American Horror Story: 1984 was too campy and self-parodying, but this tone would have been ideal in a completely different Ryan Murphy TV show.
While American Horror Story: 1984 did not work as a season of AHS, the tone and story would have been perfectly suited to another Ryan Murphy series. While most of Ryan Murphy’s projects have a lot in common in terms of themes, the super-producer’s output is not remotely consistent in terms of tone. Some of Murphy’s projects, like the grisly horror anthology series American Horror Story, can be extremely dark and brutal, while other shows from the creator, such as Glee and The Politician, boast a much lighter tone.
Despite a lot of motifs recurring throughout Murphy’s oeuvre – and frequent collaborators cropping up in various shows from the producer – this tonal disparity makes it tough to pin down the creator’s style. While American Horror Story’s early seasons are undeniably campy and over-the-top, they lack the explicitly satirical elements seen in the American Horror Story cult season and beyond. Similarly, while early seasons of Glee were broadly comedic, the hit series occasionally delved into seriously dark storylines, often without much warning. This tonal inconsistency has sometimes led to Murphy’s shows failing to find an audience.
AHS: 1984 Would Have Worked As Scream Queens Season 3
When Scream Queens debuted in 2015, the critical consensus was mixed. Scream Queens earned a loyal fan base but never shook the perception that the show was too dark and violent for mainstream viewers, but too light and silly to work as a horror series. Unfortunately, this meant that Scream Queens was canceled in 2017 after its second season. This was a shame, since American Horror Story: 1984 and its serial killer storyline, alongside its jaw-dropping tastelessness, would have worked far better as a season of Scream Queens than as an installment of the darker, slightly more grounded AHS franchise.
Admittedly, American Horror Story is often absurd. However, American Horror Story’s characters are not in on the joke, whereas the cast of Scream Queens played up the show’s comedic elements. American Horror Story: 1984 was a campy, gory, over-the-top, tasteless exaggeration of slasher movie clichés, which is exactly what Scream Queens season 3 would have been. American Horror Story: 1984’s goofy plot line of a summer camp haunted by a serial killer quickly became a ludicrous pile-up of intersecting villains both demonic and human. This was convoluted and messy, but in the context of an intentionally comedic series like Scream Queens, could have been hilarious.
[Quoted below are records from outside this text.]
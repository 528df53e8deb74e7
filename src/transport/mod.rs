//! Transport Module
//!
//! Delivers partition operations to the member that owns the partition and
//! carries entry events between members.
//!
//! ## Implementations
//! - **`HttpTransport`**: JSON over HTTP (`reqwest` client, `axum` handlers in `handlers`),
//!   with exponential backoff for retry-safe requests.
//! - **`LoopbackTransport`**: in-process delivery between services of one process, used to
//!   run several members side by side and to simulate unreachable members.

pub mod handlers;
pub mod http;
pub mod loopback;
pub mod protocol;

pub use http::HttpTransport;
pub use loopback::LoopbackTransport;
pub use protocol::{InvokeRequest, InvokeResponse};

use crate::cluster::MemberId;
use crate::error::Result;
use crate::multimap::listener::EntryEvent;
use crate::multimap::operation::OpResponse;
use crate::serialization::Datum;

use async_trait::async_trait;

/// Synchronous request/response delivery from the caller's point of view.
#[async_trait]
pub trait Transport: Send + Sync {
    async fn invoke(&self, target: &MemberId, request: InvokeRequest) -> Result<OpResponse>;

    async fn publish(&self, target: &MemberId, event: EntryEvent<Datum, Datum>) -> Result<()>;
}
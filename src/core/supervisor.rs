use crate::core::guard;
use crate::core::ConfigProvider;
use crate::domain::model::{Fault, Outcome};
use crate::domain::ports::Action;
use crate::utils::error::RecoverError;
use std::sync::atomic::{AtomicU64, Ordering};
use std::sync::Arc;
use std::time::Duration;
use tokio::task::{AbortHandle, JoinHandle};

/// When and how fast a panicked action is relaunched.
///
/// The default relaunches forever with no delay.
#[derive(Debug, Clone, Default, PartialEq, Eq)]
pub struct RestartPolicy {
    pub max_restarts: Option<u64>,
    pub backoff: Duration,
}

impl RestartPolicy {
    pub fn unbounded() -> Self {
        Self::default()
    }

    pub fn from_config<C: ConfigProvider>(config: &C) -> Self {
        Self {
            max_restarts: config.max_restarts(),
            backoff: Duration::from_millis(config.backoff_ms()),
        }
    }
}

#[derive(Debug)]
pub enum SupervisionEnd {
    /// The action returned normally.
    Completed { restarts: u64 },
    /// The action returned a typed error; typed errors are not retried.
    Failed { restarts: u64, error: RecoverError },
    /// The restart ceiling was reached.
    GaveUp { restarts: u64, last: Fault },
    /// Supervision was aborted from outside.
    Aborted { restarts: u64 },
}

impl SupervisionEnd {
    pub fn restarts(&self) -> u64 {
        match self {
            Self::Completed { restarts }
            | Self::Failed { restarts, .. }
            | Self::GaveUp { restarts, .. }
            | Self::Aborted { restarts } => *restarts,
        }
    }
}

/// Runs an action and launches a fresh attempt every time it panics.
pub struct Supervisor {
    label: String,
    action: Arc<dyn Action>,
    policy: RestartPolicy,
}

impl Supervisor {
    pub fn new(label: impl Into<String>, action: impl Action) -> Self {
        Self {
            label: label.into(),
            action: Arc::new(action),
            policy: RestartPolicy::default(),
        }
    }

    pub fn with_policy(mut self, policy: RestartPolicy) -> Self {
        self.policy = policy;
        self
    }

    pub fn label(&self) -> &str {
        &self.label
    }

    /// Starts supervising in the background.
    pub fn spawn(self) -> SupervisedHandle {
        let restarts = Arc::new(AtomicU64::new(0));
        let label = self.label.clone();
        let handle = tokio::spawn(self.supervise(Arc::clone(&restarts)));

        SupervisedHandle {
            label,
            restarts,
            handle,
        }
    }

    /// Supervises on the calling task until supervision ends.
    ///
    /// Dropping the returned future also aborts the attempt in flight.
    pub async fn run(self) -> SupervisionEnd {
        self.supervise(Arc::new(AtomicU64::new(0))).await
    }

    async fn supervise(self, restarts: Arc<AtomicU64>) -> SupervisionEnd {
        tracing::info!(label = %self.label, "▶️ Supervising");

        loop {
            let attempt = restarts.load(Ordering::SeqCst) + 1;
            // The action is launched inside the attempt, so a panic while
            // building its future is caught like any other.
            let action = Arc::clone(&self.action);
            let task = guard::spawn_guarded(
                format!("{} (attempt {})", self.label, attempt),
                async move { action.launch().await },
            );
            let _in_flight = AbortOnDrop(task.abort_handle());

            match task.join().await {
                Outcome::Completed(()) => {
                    let restarts = restarts.load(Ordering::SeqCst);
                    tracing::info!(label = %self.label, restarts, "✅ Supervised action finished");
                    return SupervisionEnd::Completed { restarts };
                }
                Outcome::Failed(error) => {
                    let restarts = restarts.load(Ordering::SeqCst);
                    tracing::warn!(label = %self.label, restarts, "⚠️ Supervised action failed: {}", error);
                    return SupervisionEnd::Failed { restarts, error };
                }
                Outcome::Panicked(fault) => {
                    let done = restarts.load(Ordering::SeqCst);
                    if self.policy.max_restarts.is_some_and(|max| done >= max) {
                        tracing::error!(
                            label = %self.label,
                            restarts = done,
                            "❌ {} panicked, restart limit reached: {}",
                            self.label,
                            fault.payload
                        );
                        return SupervisionEnd::GaveUp {
                            restarts: done,
                            last: fault,
                        };
                    }

                    tracing::error!(
                        label = %self.label,
                        attempt,
                        "🔁 {} panicked, relaunching: {}",
                        self.label,
                        fault.payload
                    );
                    restarts.fetch_add(1, Ordering::SeqCst);

                    if !self.policy.backoff.is_zero() {
                        tokio::time::sleep(self.policy.backoff).await;
                    }
                }
            }
        }
    }
}

/// Aborts the attempt it watches when the supervision loop lets go of it,
/// including when the loop itself is cancelled mid-await.
struct AbortOnDrop(AbortHandle);

impl Drop for AbortOnDrop {
    fn drop(&mut self) {
        self.0.abort();
    }
}

pub struct SupervisedHandle {
    label: String,
    restarts: Arc<AtomicU64>,
    handle: JoinHandle<SupervisionEnd>,
}

impl SupervisedHandle {
    pub fn label(&self) -> &str {
        &self.label
    }

    /// Relaunches performed so far.
    pub fn restarts(&self) -> u64 {
        self.restarts.load(Ordering::SeqCst)
    }

    pub fn is_finished(&self) -> bool {
        self.handle.is_finished()
    }

    /// Stops supervision and the attempt currently running.
    pub fn abort(&self) {
        self.handle.abort();
    }

    /// Waits for supervision to end. A panic in the supervision loop itself
    /// is not an abort and is resumed on the caller.
    pub async fn join(self) -> SupervisionEnd {
        match self.handle.await {
            Ok(end) => end,
            Err(e) if e.is_panic() => std::panic::resume_unwind(e.into_panic()),
            Err(_) => SupervisionEnd::Aborted {
                restarts: self.restarts.load(Ordering::SeqCst),
            },
        }
    }
}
Scream Queens Could Have Made AHS: 1984’s Tacky Moments Work
From American Horror Story: 1984 romanticizing Richard Ramirez to the wild sight of Gabriel getting cooked alive inside a giant oven, this season was better suited to the world of Scream Queens than the darker AHS franchise. Most of American Horror Story: 1984 was closely aligned to the absurd tone of Scream Queens than earlier seasons of the long-running horror anthology series, which typically had at least one character viewers were supposed to root for among the gore and chaos. In this regard, American Horror Story: 1984 had only Emma Roberts’ Brooke Thompson – a one-dimensional final girl who could, and should, have been replaced by Scream Queens antihero Chanel Oberlin.